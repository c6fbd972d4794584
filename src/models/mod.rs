pub mod execution;
pub mod rule;
pub mod snapshot;
pub mod zone;

pub use execution::*;
pub use rule::*;
pub use snapshot::*;
pub use zone::*;
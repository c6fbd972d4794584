use crate::db::Database;
use crate::error::{RaincheckError, Result};
use crate::models::{
    AuditAction, AuditEntry, Device, HistoricalSeries, RuleRecord, Sample, SensorField,
    SensorSnapshot, WateringEvent, WateringSource, Zone, ZoneCooldown,
};
use chrono::{DateTime, SecondsFormat, Utc};
use rusqlite::{params, Row};
use std::collections::BTreeMap;
use tracing::warn;

/// Zone names that identify the main lawn when a rule names no zones.
const LAWN_ZONE_PATTERN: &str = r"(?i)\b(lawn|grass|turf|yard|sod)\b";

/// Fixed-width UTC timestamps so text ordering matches time ordering.
pub(crate) fn format_ts(ts: &DateTime<Utc>) -> String {
    ts.to_rfc3339_opts(SecondsFormat::Millis, true)
}

fn parse_ts(s: &str) -> Option<DateTime<Utc>> {
    DateTime::parse_from_rfc3339(s)
        .map(|dt| dt.with_timezone(&Utc))
        .ok()
}

// Rule Queries

impl Database {
    pub fn get_enabled_rules(&self) -> Result<Vec<RuleRecord>> {
        self.with_conn(|conn| {
            let mut stmt = conn.prepare("SELECT * FROM rules WHERE enabled = 1 ORDER BY id")?;
            let rules = stmt
                .query_map([], row_to_rule)?
                .collect::<rusqlite::Result<Vec<_>>>()?;
            Ok(rules)
        })
    }

    pub fn list_rules(&self) -> Result<Vec<RuleRecord>> {
        self.with_conn(|conn| {
            let mut stmt = conn.prepare("SELECT * FROM rules ORDER BY id")?;
            let rules = stmt
                .query_map([], row_to_rule)?
                .collect::<rusqlite::Result<Vec<_>>>()?;
            Ok(rules)
        })
    }

    /// Insert a rule, or replace the definition of the rule with the same name.
    pub fn upsert_rule(
        &self,
        name: &str,
        enabled: bool,
        conditions: &str,
        actions: &str,
    ) -> Result<i64> {
        self.with_conn(|conn| {
            conn.execute(
                r#"
                INSERT INTO rules (name, enabled, conditions, actions)
                VALUES (?1, ?2, ?3, ?4)
                ON CONFLICT(name) DO UPDATE SET
                    enabled = excluded.enabled,
                    conditions = excluded.conditions,
                    actions = excluded.actions,
                    updated_at = datetime('now')
                "#,
                params![name, enabled, conditions, actions],
            )?;
            let id = conn.query_row("SELECT id FROM rules WHERE name = ?1", [name], |row| {
                row.get(0)
            })?;
            Ok(id)
        })
    }

    pub fn update_rule_run_result(
        &self,
        rule_id: i64,
        timestamp: DateTime<Utc>,
        result: &serde_json::Value,
    ) -> Result<()> {
        self.with_conn(|conn| {
            let updated = conn.execute(
                "UPDATE rules SET last_run_at = ?1, last_result = ?2 WHERE id = ?3",
                params![format_ts(&timestamp), result.to_string(), rule_id],
            )?;
            if updated == 0 {
                return Err(RaincheckError::NotFound(format!("rule {}", rule_id)));
            }
            Ok(())
        })
    }
}

fn row_to_rule(row: &Row) -> rusqlite::Result<RuleRecord> {
    let last_run_at: Option<String> = row.get("last_run_at")?;

    Ok(RuleRecord {
        id: row.get("id")?,
        name: row.get("name")?,
        enabled: row.get("enabled")?,
        conditions: row.get("conditions")?,
        actions: row.get("actions")?,
        last_run_at: last_run_at.as_deref().and_then(parse_ts),
        last_result: row.get("last_result")?,
    })
}

// Inventory Queries

impl Database {
    pub fn upsert_device(&self, device: &Device) -> Result<()> {
        self.with_conn(|conn| {
            conn.execute(
                r#"
                INSERT INTO devices (id, name) VALUES (?1, ?2)
                ON CONFLICT(id) DO UPDATE SET name = excluded.name
                "#,
                params![device.id, device.name],
            )?;
            Ok(())
        })
    }

    pub fn get_known_devices(&self) -> Result<Vec<String>> {
        self.with_conn(|conn| {
            let mut stmt = conn.prepare("SELECT id FROM devices ORDER BY id")?;
            let ids = stmt
                .query_map([], |row| row.get(0))?
                .collect::<rusqlite::Result<Vec<String>>>()?;
            Ok(ids)
        })
    }

    pub fn upsert_zone(&self, zone: &Zone) -> Result<()> {
        self.with_conn(|conn| {
            conn.execute(
                r#"
                INSERT INTO zones (id, name, enabled, cooldown_period_days, device_id)
                VALUES (?1, ?2, ?3, ?4, ?5)
                ON CONFLICT(id) DO UPDATE SET
                    name = excluded.name,
                    enabled = excluded.enabled,
                    cooldown_period_days = excluded.cooldown_period_days,
                    device_id = excluded.device_id
                "#,
                params![
                    zone.id,
                    zone.name,
                    zone.enabled,
                    zone.cooldown_period_days,
                    zone.device_id,
                ],
            )?;
            Ok(())
        })
    }

    pub fn list_zones(&self) -> Result<Vec<Zone>> {
        self.with_conn(|conn| {
            let mut stmt = conn.prepare("SELECT * FROM zones ORDER BY name COLLATE NOCASE")?;
            let zones = stmt
                .query_map([], row_to_zone)?
                .collect::<rusqlite::Result<Vec<_>>>()?;
            Ok(zones)
        })
    }

    pub fn get_zone_cooldown_config(&self, zone_id: &str) -> Result<Option<ZoneCooldown>> {
        self.with_conn(|conn| {
            conn.query_row(
                "SELECT name, cooldown_period_days FROM zones WHERE id = ?1",
                [zone_id],
                |row| {
                    Ok(ZoneCooldown {
                        name: row.get(0)?,
                        cooldown_days: row.get(1)?,
                    })
                },
            )
            .optional()
            .map_err(Into::into)
        })
    }

    /// Zone a rule waters when it names none: the first enabled zone whose
    /// name looks like a lawn, else the first enabled zone alphabetically.
    pub fn find_default_zone(&self) -> Result<Option<String>> {
        let pattern = regex_lite::Regex::new(LAWN_ZONE_PATTERN)
            .map_err(|e| RaincheckError::Config(format!("Bad zone pattern: {}", e)))?;

        let zones: Vec<Zone> = self
            .list_zones()?
            .into_iter()
            .filter(|z| z.enabled)
            .collect();

        let chosen = zones
            .iter()
            .find(|z| pattern.is_match(&z.name))
            .or_else(|| zones.first())
            .map(|z| z.id.clone());

        Ok(chosen)
    }
}

fn row_to_zone(row: &Row) -> rusqlite::Result<Zone> {
    Ok(Zone {
        id: row.get("id")?,
        name: row.get("name")?,
        enabled: row.get("enabled")?,
        cooldown_period_days: row.get("cooldown_period_days")?,
        device_id: row.get("device_id")?,
    })
}

// Sensor Reading Queries

impl Database {
    pub fn insert_reading(&self, snapshot: &SensorSnapshot) -> Result<()> {
        let channels = snapshot
            .soil_channels
            .as_ref()
            .map(serde_json::to_string)
            .transpose()?;

        self.with_conn(|conn| {
            conn.execute(
                r#"
                INSERT OR REPLACE INTO sensor_readings
                    (timestamp, rain_24h, rain_1h, temperature, humidity, pressure,
                     soil_moisture, soil_channels)
                VALUES (?1, ?2, ?3, ?4, ?5, ?6, ?7, ?8)
                "#,
                params![
                    format_ts(&snapshot.timestamp),
                    snapshot.rain_24h,
                    snapshot.rain_1h,
                    snapshot.temperature,
                    snapshot.humidity,
                    snapshot.pressure,
                    snapshot.soil_moisture,
                    channels,
                ],
            )?;
            Ok(())
        })
    }

    pub fn get_latest_snapshot(&self) -> Result<Option<SensorSnapshot>> {
        self.with_conn(|conn| {
            conn.query_row(
                "SELECT * FROM sensor_readings ORDER BY timestamp DESC LIMIT 1",
                [],
                row_to_snapshot,
            )
            .optional()
            .map_err(Into::into)
        })
    }

    /// Samples for `fields` recorded at or after `since`, oldest first.
    pub fn get_historical_series(
        &self,
        fields: &[SensorField],
        since: DateTime<Utc>,
    ) -> Result<HistoricalSeries> {
        let mut history = HistoricalSeries::new();
        if fields.is_empty() {
            return Ok(history);
        }

        let columns: Vec<&str> = fields.iter().map(|f| f.column()).collect();
        let sql = format!(
            "SELECT timestamp, {} FROM sensor_readings WHERE timestamp >= ?1 ORDER BY timestamp ASC",
            columns.join(", ")
        );

        self.with_conn(|conn| {
            let mut stmt = conn.prepare(&sql)?;
            let mut rows = stmt.query([format_ts(&since)])?;
            while let Some(row) = rows.next()? {
                let ts_str: String = row.get(0)?;
                let Some(timestamp) = parse_ts(&ts_str) else {
                    warn!(timestamp = %ts_str, "Skipping reading with unparseable timestamp");
                    continue;
                };
                for (i, field) in fields.iter().enumerate() {
                    let value: Option<f64> = row.get(i + 1)?;
                    if let Some(value) = value {
                        history.push(*field, Sample::new(timestamp, value));
                    }
                }
            }
            Ok(())
        })?;

        Ok(history)
    }
}

fn row_to_snapshot(row: &Row) -> rusqlite::Result<SensorSnapshot> {
    let ts_str: String = row.get("timestamp")?;
    let channels_str: Option<String> = row.get("soil_channels")?;

    let timestamp = parse_ts(&ts_str).unwrap_or_else(|| {
        warn!(timestamp = %ts_str, "Unparseable reading timestamp, using now");
        Utc::now()
    });

    let soil_channels = channels_str.as_deref().and_then(|s| {
        serde_json::from_str::<BTreeMap<u8, f64>>(s)
            .map_err(|e| warn!(error = %e, "Ignoring malformed soil_channels"))
            .ok()
    });

    Ok(SensorSnapshot {
        timestamp,
        rain_24h: row.get("rain_24h")?,
        rain_1h: row.get("rain_1h")?,
        temperature: row.get("temperature")?,
        humidity: row.get("humidity")?,
        pressure: row.get("pressure")?,
        soil_moisture: row.get("soil_moisture")?,
        soil_channels,
    })
}

// Watering Event Queries

impl Database {
    pub fn write_watering_event(&self, event: &WateringEvent) -> Result<i64> {
        self.with_conn(|conn| {
            conn.execute(
                r#"
                INSERT INTO watering_events (zone_id, timestamp, duration_sec, source, raw_payload)
                VALUES (?1, ?2, ?3, ?4, ?5)
                "#,
                params![
                    event.zone_id,
                    format_ts(&event.timestamp),
                    event.duration_sec,
                    event.source.as_str(),
                    event.raw_payload.to_string(),
                ],
            )?;
            Ok(conn.last_insert_rowid())
        })
    }

    pub fn get_last_watering_event(&self, zone_id: &str) -> Result<Option<WateringEvent>> {
        self.with_conn(|conn| {
            conn.query_row(
                "SELECT * FROM watering_events WHERE zone_id = ?1 ORDER BY timestamp DESC, id DESC LIMIT 1",
                [zone_id],
                row_to_watering_event,
            )
            .optional()
            .map_err(Into::into)
        })
    }
}

fn row_to_watering_event(row: &Row) -> rusqlite::Result<WateringEvent> {
    let ts_str: String = row.get("timestamp")?;
    let source_str: String = row.get("source")?;
    let payload_str: Option<String> = row.get("raw_payload")?;

    let source = WateringSource::from_str(&source_str).unwrap_or_else(|| {
        warn!(source = %source_str, "Unknown watering source in database, defaulting to manual");
        WateringSource::Manual
    });

    Ok(WateringEvent {
        id: Some(row.get("id")?),
        zone_id: row.get("zone_id")?,
        timestamp: parse_ts(&ts_str).unwrap_or_else(|| {
            warn!(timestamp = %ts_str, "Unparseable watering timestamp, using now");
            Utc::now()
        }),
        duration_sec: row.get("duration_sec")?,
        source,
        raw_payload: payload_str
            .as_deref()
            .and_then(|s| serde_json::from_str(s).ok())
            .unwrap_or(serde_json::Value::Null),
    })
}

// Audit Queries

impl Database {
    pub fn write_audit_entry(&self, entry: &AuditEntry) -> Result<i64> {
        self.with_conn(|conn| {
            conn.execute(
                r#"
                INSERT INTO audit_log (timestamp, rule_id, rule_name, action, details)
                VALUES (?1, ?2, ?3, ?4, ?5)
                "#,
                params![
                    format_ts(&entry.timestamp),
                    entry.rule_id,
                    entry.rule_name,
                    entry.action.as_str(),
                    entry.details.to_string(),
                ],
            )?;
            Ok(conn.last_insert_rowid())
        })
    }

    pub fn recent_audit_entries(&self, limit: u32) -> Result<Vec<AuditEntry>> {
        self.with_conn(|conn| {
            let mut stmt =
                conn.prepare("SELECT * FROM audit_log ORDER BY timestamp DESC, id DESC LIMIT ?1")?;
            let entries = stmt
                .query_map([limit], row_to_audit_entry)?
                .filter_map(|r| r.ok())
                .flatten()
                .collect();
            Ok(entries)
        })
    }
}

fn row_to_audit_entry(row: &Row) -> rusqlite::Result<Option<AuditEntry>> {
    let ts_str: String = row.get("timestamp")?;
    let action_str: String = row.get("action")?;
    let details_str: String = row.get("details")?;

    let Some(action) = AuditAction::from_str(&action_str) else {
        warn!(action = %action_str, "Unknown audit action in database, skipping");
        return Ok(None);
    };

    Ok(Some(AuditEntry {
        id: Some(row.get("id")?),
        timestamp: parse_ts(&ts_str).unwrap_or_else(Utc::now),
        rule_id: row.get("rule_id")?,
        rule_name: row.get("rule_name")?,
        action,
        details: serde_json::from_str(&details_str).unwrap_or(serde_json::Value::Null),
    }))
}

trait OptionalExt<T> {
    fn optional(self) -> rusqlite::Result<Option<T>>;
}

impl<T> OptionalExt<T> for rusqlite::Result<T> {
    fn optional(self) -> rusqlite::Result<Option<T>> {
        match self {
            Ok(v) => Ok(Some(v)),
            Err(rusqlite::Error::QueryReturnedNoRows) => Ok(None),
            Err(e) => Err(e),
        }
    }
}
+---+
Exercise details - The lines in the entries above that carry the word "WateringSource" must be copied.

Reply -
    SensorSnapshot, WateringEvent, WateringSource, Zone, ZoneCooldown,
    let source = WateringSource::from_str(&source_str).unwrap_or_else(|| {
        WateringSource::Manual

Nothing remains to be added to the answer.